It was a pleasant surprise to see that the Saros 20 costs $1,599.99 — the same debut price as last year’s Saros 10 and Saros 10R models. You’re getting an extra 14,000 Pa of suction and better navigation for the same price someone paid last year. If you already have a Roborock, you can save up to $1,050 on the Saros 20 by trading in the old one.

The Saros 20’s small obstacle avoidance is phenomenal

The Saros 20 uses the same StarSight 2.0 navigational system that the Saros 10 did. This alternative to traditional LiDAR got a lot of marketing hype last year, but in my testing, it wasn’t any better at avoiding small obstacles than other robot vacuums I was testing. I expected the Saros 20 to be similarly fine, but I’ve actually been blown away by its accuracy — there’s no question that the Saros 20 has a far deeper understanding of the various items that could pop up on the floor.
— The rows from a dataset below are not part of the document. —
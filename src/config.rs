use serde::Deserialize;

/// Configuration for the API server
#[derive(Deserialize, Debug, Clone)]
pub struct Config {
    /// PostgreSQL database URL
    pub database_url: String,
    /// Redis URL, used for caching variant option responses
    pub redis_url: String,
    /// Port to run the server on
    pub port: u16,
    /// Directory for the daily rotated audit log. Audit logging to file is off when unset
    #[serde(default)]
    pub log_dir: Option<String>,
    /// Maximum number of pooled PostgreSQL connections
    #[serde(default = "default_pool_size")]
    pub db_pool_size: usize,
    /// TTL of cached variant option responses
    #[serde(default = "default_variant_cache_ttl_secs")]
    pub variant_cache_ttl_secs: u64,
    /// Flat shipping fee in yen
    #[serde(default = "default_shipping_fee")]
    pub shipping_fee: f64,
    /// Cart subtotal from which shipping is free
    #[serde(default = "default_free_shipping_threshold")]
    pub free_shipping_threshold: f64,
}

fn default_pool_size() -> usize {
    20
}

fn default_variant_cache_ttl_secs() -> u64 {
    crate::db::connection::DEFAULT_VARIANT_CACHE_TTL_SECS
}

fn default_shipping_fee() -> f64 {
    550.0
}

fn default_free_shipping_threshold() -> f64 {
    5000.0
}
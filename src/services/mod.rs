pub mod catalog;
pub mod checkout;
pub mod misc;
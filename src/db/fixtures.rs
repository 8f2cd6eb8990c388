//! Seed rows for query tests running against `TEST_DATABASE_URL`.
//!
//! Every helper generates fresh ids and codes, so tests can share one migrated database
//! and run in parallel without cleaning up.

use crate::db::sku::{REGULAR_PRICE_TYPE_ID, SALE_PRICE_TYPE_ID};
use crate::db::DbClient;
use chrono::{Duration, NaiveDateTime, Utc};
use diesel::sql_query;
use diesel::sql_types::{BigInt, Double, Int4, Nullable, Text, Timestamp};
use diesel_async::{AsyncPgConnection, RunQueryDsl};
use uuid::Uuid;

/// Client for the test database, None when `TEST_DATABASE_URL` is unset
///
/// Redis falls back to an address nothing listens on, so the variant cache simply misses.
pub fn test_client() -> Option<DbClient> {
    dotenv::dotenv().ok();
    let db_url = std::env::var("TEST_DATABASE_URL").ok()?;
    let redis_url =
        std::env::var("TEST_REDIS_URL").unwrap_or_else(|_| "redis://127.0.0.1:1".to_string());
    DbClient::with_config(&db_url, &redis_url, 4).ok()
}

/// Like `test_client`, but only when `TEST_REDIS_URL` is set as well
pub fn test_client_with_redis() -> Option<DbClient> {
    std::env::var("TEST_REDIS_URL").ok()?;
    test_client()
}

/// Id for tables without a sequence, also used as a user id
pub fn unique_id() -> i32 {
    1_000_000_000 + (Uuid::new_v4().as_u128() % 1_000_000_000) as i32
}

pub fn unique_user() -> i64 {
    i64::from(unique_id())
}

pub fn days_from_now(days: i64) -> NaiveDateTime {
    Utc::now().naive_utc() + Duration::days(days)
}

#[derive(Debug, Clone)]
pub struct ProductFixture {
    pub category_id: i32,
    pub product_id: String,
    pub product_code: String,
    pub sku_id: String,
}

/// An active product in its own category, with one SKU set as default
pub async fn seed_product(conn: &mut AsyncPgConnection) -> ProductFixture {
    let category_id = unique_id();
    let product_id = Uuid::new_v4().to_string();
    let product_code = format!("T{}", category_id);

    sql_query("INSERT INTO categories (id, name) VALUES ($1, $2)")
        .bind::<Int4, _>(category_id)
        .bind::<Text, _>(format!("テストカテゴリ{}", category_id))
        .execute(conn)
        .await
        .unwrap();

    sql_query(
        "INSERT INTO products (id, name, description, product_code, category_id, status)
         VALUES ($1, 'テスト商品', 'テスト用の商品説明です', $2, $3, 'active')",
    )
    .bind::<Text, _>(&product_id)
    .bind::<Text, _>(&product_code)
    .bind::<Int4, _>(category_id)
    .execute(conn)
    .await
    .unwrap();

    let sku_id = seed_sku(conn, &product_id).await;
    sql_query("UPDATE products SET default_sku_id = $1 WHERE id = $2")
        .bind::<Text, _>(&sku_id)
        .bind::<Text, _>(&product_id)
        .execute(conn)
        .await
        .unwrap();

    ProductFixture {
        category_id,
        product_id,
        product_code,
        sku_id,
    }
}

pub async fn seed_sku(conn: &mut AsyncPgConnection, product_id: &str) -> String {
    let sku_id = Uuid::new_v4().to_string();
    sql_query("INSERT INTO product_skus (id, product_id, sku_code) VALUES ($1, $2, $3)")
        .bind::<Text, _>(&sku_id)
        .bind::<Text, _>(product_id)
        .bind::<Text, _>(format!("SKU-{}", sku_id))
        .execute(conn)
        .await
        .unwrap();
    sku_id
}

pub async fn seed_regular_price(conn: &mut AsyncPgConnection, sku_id: &str, price: f64) {
    seed_price(conn, sku_id, REGULAR_PRICE_TYPE_ID, price, None, None).await;
}

pub async fn seed_sale_price(
    conn: &mut AsyncPgConnection,
    sku_id: &str,
    price: f64,
    start: NaiveDateTime,
    end: NaiveDateTime,
) {
    seed_price(conn, sku_id, SALE_PRICE_TYPE_ID, price, Some(start), Some(end)).await;
}

async fn seed_price(
    conn: &mut AsyncPgConnection,
    sku_id: &str,
    price_type_id: i32,
    price: f64,
    start: Option<NaiveDateTime>,
    end: Option<NaiveDateTime>,
) {
    sql_query(
        "INSERT INTO prices (id, sku_id, price_type_id, price, start_date, end_date)
         VALUES ($1, $2, $3, CAST($4 AS NUMERIC), $5, $6)",
    )
    .bind::<BigInt, _>(i64::from(unique_id()))
    .bind::<Text, _>(sku_id)
    .bind::<Int4, _>(price_type_id)
    .bind::<Double, _>(price)
    .bind::<Nullable<Timestamp>, _>(start)
    .bind::<Nullable<Timestamp>, _>(end)
    .execute(conn)
    .await
    .unwrap();
}

/// Stock at a new warehouse, available stock grows by `quantity - reserved`
pub async fn seed_stock(conn: &mut AsyncPgConnection, sku_id: &str, quantity: i32, reserved: i32) {
    let location_id = unique_id();
    sql_query(
        "INSERT INTO inventory_locations (id, location_code, name, location_type)
         VALUES ($1, $2, 'テスト倉庫', 'warehouse')",
    )
    .bind::<Int4, _>(location_id)
    .bind::<Text, _>(format!("LOC{}", location_id))
    .execute(conn)
    .await
    .unwrap();

    sql_query(
        "INSERT INTO inventory (id, sku_id, location_id, quantity, reserved_quantity)
         VALUES ($1, $2, $3, $4, $5)",
    )
    .bind::<BigInt, _>(i64::from(unique_id()))
    .bind::<Text, _>(sku_id)
    .bind::<Int4, _>(location_id)
    .bind::<Int4, _>(quantity)
    .bind::<Int4, _>(reserved)
    .execute(conn)
    .await
    .unwrap();
}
This is what your vacuum app looks like when you don’t have a shoe rack.
Credit: Screenshot / Roborock

Roborock app detecting Leah's shoe as obstacle with cat in background

I had to laugh at the Saros 20 catching me and my cat watching it vacuum.
Credit: Screenshot / Roborock

I think this is the first time a robot vacuum in my apartment has had a 100 percent obstacle avoidance rate for multiple days on end. The Saros 20 knows that a shoe is a shoe, a reusable grocery bag is a bag, and an extension cord or charger is a cord. It’ll sweep or scrub right up against the shoes or bags without snatching them up, but keeps its distance from cords to stay on the safe side. Its acute peripheral vision even clocks that the rolling desk chair is a chair type that’s easy to get stuck in, maneuvering back to the dock accordingly.

Is the Roborock Saros 20 good on carpet?

The Saros 20 has had generally reliable rug performance so far, but it hasn’t been as foolproof as I expected for 36,000 Pa.

Its two standout tests involved dried quinoa dumped from the bag onto the kitchen Ruggable (the printed flatweave texture) and a giant field of dryer lint dragged around the tufted living room rug. I had to get down on the floor to find stragglers from either mess. The lint roller test in the living room only revealed a few stray cat hairs and the fuzzies that shed off the rug constantly.

Roborock Saros 20 robot vacuum cleaning piles of lint on rug

Some lint tufts were loose, some were pushed down into the rug fibers.
Credit: Leah Stodart / Mashable

Lint roller showing fur left after Roborock Saros 20 robot vacuum cleaned area

I let this rug go un-vacuumed for days to test the Saros 20, so this is pretty impressive.
Credit: Leah Stodart / Mashable

The Saros 20 also did a great job of sucking spilled pancake mix off of that flat rug. However, its performance on powder and small debris was iffy on a fluffier rug. It left behind a considerable amount of protein mix and oats, which the Dreame X60 Max Ultra Complete had no problem clearing afterward.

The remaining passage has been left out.